Language like this spoke to concerns of the young people who were drawn to separate jihadist cells that began to spring up across India after the 2002 violence, mirroring the growth of the Indian Mujahideen. SIMI leader Safdar Nagori set up a group that included the Bangalore information-technology professionals Peedical Abdul Shibli and Yahya Kamakutty; in Kerala Tadiyantavide Nasir, Abdul Sattar, and Abdul Jabbar set up a separate organisation that is alleged to have bombed Bangalore in 2008
Storms of hate
Well-entrenched in the political system, Bhatkal's Muslim leadership has been hostile to radical Islamism.

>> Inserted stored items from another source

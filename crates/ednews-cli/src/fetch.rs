//! `fetch` and `postprocess` command handlers.

use std::path::Path;

use anyhow::Context;
use clap::ValueEnum;
use ednews_core::{AppConfig, SourcesFile};
use ednews_crossref::{CrossrefClient, CrossrefConfig, DoiCache, JournalWorksQuery};
use ednews_feeds::{
    build_http_client, resolve_sources, run_fetch, run_issn_lookup, run_postprocess, FetchOptions,
    FetchSummary, ProcessorRegistry, ResolvedSource, SaveTarget, SourceStatus,
};
use serde_json::json;
use sqlx::SqlitePool;

#[derive(Debug, Clone, Copy, PartialEq, Eq, ValueEnum)]
pub enum SourceKind {
    /// Journal feeds, stored as items
    Research,
    /// News sources, stored as headlines
    News,
    All,
}

/// One sources file ready to run.
struct Batch {
    label: &'static str,
    target: SaveTarget,
    sources: Vec<ResolvedSource>,
}

fn load_file(path: &Path, required: bool) -> anyhow::Result<Option<SourcesFile>> {
    if !path.exists() && !required {
        tracing::info!(path = %path.display(), "sources file not found; skipping");
        return Ok(None);
    }
    let file = ednews_core::load_sources(path)?;
    Ok(Some(file))
}

/// Keep only the source keyed `only` (case-insensitive) when given.
fn filter_sources(sources: Vec<ResolvedSource>, only: Option<&str>) -> Vec<ResolvedSource> {
    match only {
        Some(key) => sources
            .into_iter()
            .filter(|s| s.source.key.eq_ignore_ascii_case(key))
            .collect(),
        None => sources,
    }
}

fn build_crossref(config: &AppConfig) -> anyhow::Result<CrossrefClient> {
    CrossrefClient::new(&CrossrefConfig::from_app_config(config), DoiCache::new())
        .context("failed to build Crossref client")
}

pub(crate) fn build_registry(config: &AppConfig) -> anyhow::Result<ProcessorRegistry> {
    Ok(ProcessorRegistry::with_builtins(&build_crossref(config)?))
}

/// Load, resolve and filter the sources files selected by `kind`.
///
/// Any processor name that does not resolve aborts here, before anything
/// is fetched.
fn load_batches(
    config: &AppConfig,
    registry: &ProcessorRegistry,
    kind: SourceKind,
    only: Option<&str>,
) -> anyhow::Result<Vec<Batch>> {
    let wanted: &[(SourceKind, &'static str, SaveTarget, &Path)] = &[
        (
            SourceKind::Research,
            "research",
            SaveTarget::Items,
            config.research_config_path.as_path(),
        ),
        (
            SourceKind::News,
            "news",
            SaveTarget::Headlines,
            config.news_config_path.as_path(),
        ),
    ];

    let mut batches = Vec::new();
    for &(file_kind, label, target, path) in wanted {
        if kind != SourceKind::All && kind != file_kind {
            continue;
        }
        let Some(file) = load_file(path, kind != SourceKind::All)? else {
            continue;
        };
        let sources = filter_sources(resolve_sources(&file, registry)?, only);
        batches.push(Batch {
            label,
            target,
            sources,
        });
    }

    if let Some(key) = only {
        if batches.iter().all(|b| b.sources.is_empty()) {
            anyhow::bail!("no configured source with key '{key}'");
        }
    }
    Ok(batches)
}

/// Resolved research sources, optionally narrowed to one key.
///
/// # Errors
///
/// Returns an error if the research sources file is missing or invalid, a
/// processor does not resolve, or `only` matches no source.
pub(crate) fn load_research_sources(
    config: &AppConfig,
    registry: &ProcessorRegistry,
    only: Option<&str>,
) -> anyhow::Result<Vec<ResolvedSource>> {
    let batches = load_batches(config, registry, SourceKind::Research, only)?;
    Ok(batches.into_iter().flat_map(|b| b.sources).collect())
}

fn print_summary(label: &str, summary: &FetchSummary) {
    for report in &summary.reports {
        let status = match &report.status {
            SourceStatus::Ok => "ok".to_owned(),
            SourceStatus::Failed(msg) => format!("FAILED: {msg}"),
            SourceStatus::Skipped(why) => format!("skipped: {why}"),
        };
        let post = if report.post_failures > 0 {
            format!(" ({} postprocessor failures)", report.post_failures)
        } else {
            String::new()
        };
        println!(
            "  {:<28} fetched {:>4}  new {:>4}  enriched {:>4}  {status}{post}",
            report.source_key, report.fetched, report.saved, report.enriched
        );
    }
    println!(
        "{label}: {} sources, {} new, {} failed",
        summary.reports.len(),
        summary.saved,
        summary.failed
    );
}

fn summary_details(label: &str, summary: &FetchSummary) -> serde_json::Value {
    let failed: Vec<&str> = summary
        .reports
        .iter()
        .filter(|r| r.is_failed())
        .map(|r| r.source_key.as_str())
        .collect();
    json!({
        "kind": label,
        "sources": summary.reports.len(),
        "saved": summary.saved,
        "failed": failed,
    })
}

fn run_status(summary: &FetchSummary) -> &'static str {
    if summary.all_failed() {
        "failed"
    } else if summary.has_failures() {
        "partial"
    } else {
        "ok"
    }
}

/// Fetch the selected sources. Returns `true` when any source failed.
///
/// # Errors
///
/// Returns an error if a sources file cannot be read, a processor name
/// does not resolve, or the HTTP clients cannot be built. Per-source fetch
/// failures are reported, not propagated.
pub(crate) async fn run_fetch_command(
    pool: &SqlitePool,
    config: &AppConfig,
    kind: SourceKind,
    only: Option<&str>,
    dry_run: bool,
) -> anyhow::Result<bool> {
    let registry = build_registry(config)?;
    let batches = load_batches(config, &registry, kind, only)?;

    if dry_run {
        for batch in &batches {
            println!("dry-run: {} ({} sources)", batch.label, batch.sources.len());
            for resolved in &batch.sources {
                println!(
                    "  {:<28} {}  pre={:?} post={:?}",
                    resolved.source.key,
                    resolved.source.fetch_url().unwrap_or("-"),
                    resolved.source.processor.pre,
                    resolved.source.processor.post
                );
            }
        }
        return Ok(false);
    }

    let client = build_http_client(config)?;
    let mut any_failed = false;

    for batch in batches {
        let started = chrono::Utc::now();
        if batch.target == SaveTarget::Items {
            let sources: Vec<_> = batch.sources.iter().map(|r| r.source.clone()).collect();
            if let Err(e) = ednews_db::sync_publications(pool, &sources).await {
                tracing::warn!(error = %e, "failed to sync publications");
            }
        }

        let options = FetchOptions::from_app_config(config, batch.target);
        let summary = run_fetch(pool, &client, &batch.sources, &options).await;
        print_summary(batch.label, &summary);

        let command = format!("fetch-{}", batch.label);
        crate::record_run_best_effort(
            pool,
            &command,
            run_status(&summary),
            started,
            &summary_details(batch.label, &summary),
        )
        .await;
        any_failed |= summary.has_failures();
    }

    Ok(any_failed)
}

/// Re-run research postprocessors over stored items. Returns `true` when any
/// source failed.
///
/// # Errors
///
/// Returns an error if the research sources file cannot be read or a
/// processor name does not resolve.
pub(crate) async fn run_postprocess_command(
    pool: &SqlitePool,
    config: &AppConfig,
    only: Option<&str>,
) -> anyhow::Result<bool> {
    let registry = build_registry(config)?;
    let batches = load_batches(config, &registry, SourceKind::Research, only)?;
    let mut any_failed = false;

    for batch in batches {
        let started = chrono::Utc::now();
        let options = FetchOptions::from_app_config(config, batch.target);
        let summary = run_postprocess(pool, &batch.sources, &options).await;
        print_summary("postprocess", &summary);
        crate::record_run_best_effort(
            pool,
            "postprocess",
            run_status(&summary),
            started,
            &summary_details(batch.label, &summary),
        )
        .await;
        any_failed |= summary.has_failures();
    }

    Ok(any_failed)
}

/// Pull recent works for every research source with an ISSN. Returns
/// `true` when any journal failed.
///
/// # Errors
///
/// Returns an error if the research sources file cannot be read, `only`
/// matches no source, or the Crossref client cannot be built.
pub(crate) async fn run_issn_lookup_command(
    pool: &SqlitePool,
    config: &AppConfig,
    only: Option<&str>,
    query: &JournalWorksQuery,
) -> anyhow::Result<bool> {
    let started = chrono::Utc::now();
    let research = ednews_core::load_sources(&config.research_config_path)?;
    let sources: Vec<_> = research
        .sources()
        .filter(|s| only.is_none_or(|key| s.key.eq_ignore_ascii_case(key)))
        .cloned()
        .collect();
    if let Some(key) = only {
        if sources.is_empty() {
            anyhow::bail!("no configured source with key '{key}'");
        }
    }

    let crossref = build_crossref(config)?;
    let report = run_issn_lookup(pool, &crossref, &sources, query, &config.title_filters).await;
    println!(
        "issn-lookup: {} journals, {} new articles, {} already stored, {} failed",
        report.journals,
        report.inserted,
        report.skipped,
        report.failed.len()
    );
    for key in &report.failed {
        println!("  {key:<28} FAILED");
    }

    let status = if report.failed.is_empty() {
        "ok"
    } else if report.failed.len() == report.journals {
        "failed"
    } else {
        "partial"
    };
    let details = serde_json::to_value(&report).unwrap_or_else(|_| json!({}));
    crate::record_run_best_effort(pool, "issn-lookup", status, started, &details).await;
    Ok(!report.failed.is_empty())
}

#[cfg(test)]
mod tests {
    use super::*;

    #[test]
    fn status_reflects_failures() {
        let mut summary = FetchSummary::default();
        assert_eq!(run_status(&summary), "ok");

        summary.failed = 1;
        summary.reports = Vec::new();
        assert_eq!(run_status(&summary), "partial");
    }
}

Efforts by Islamist political groups to establish a presence there have, for the most part, been unsuccessful. But authorities acknowledge Bhatkal, like much of the Dakshina Kannada region, remains communally fraught. Small-scale confrontations are routine. Earlier this month, the Karavalli Hindu Samiti even staged demonstrations in support of the Sanatana Sanstha, the Hindutva group police in Goa say was responsible for terrorist bombings carried out last year.
Pakistan's intelligence services and transnational jihadist groups like the Lashkar nurtured and fed India's jihadist movement — but its birth was the outcome of an ugly communal contestation that remains unresolved. Even as India's police and intelligence services work to dismantle the jihadist project, politicians need to find means to still the storms of hate which sustain it.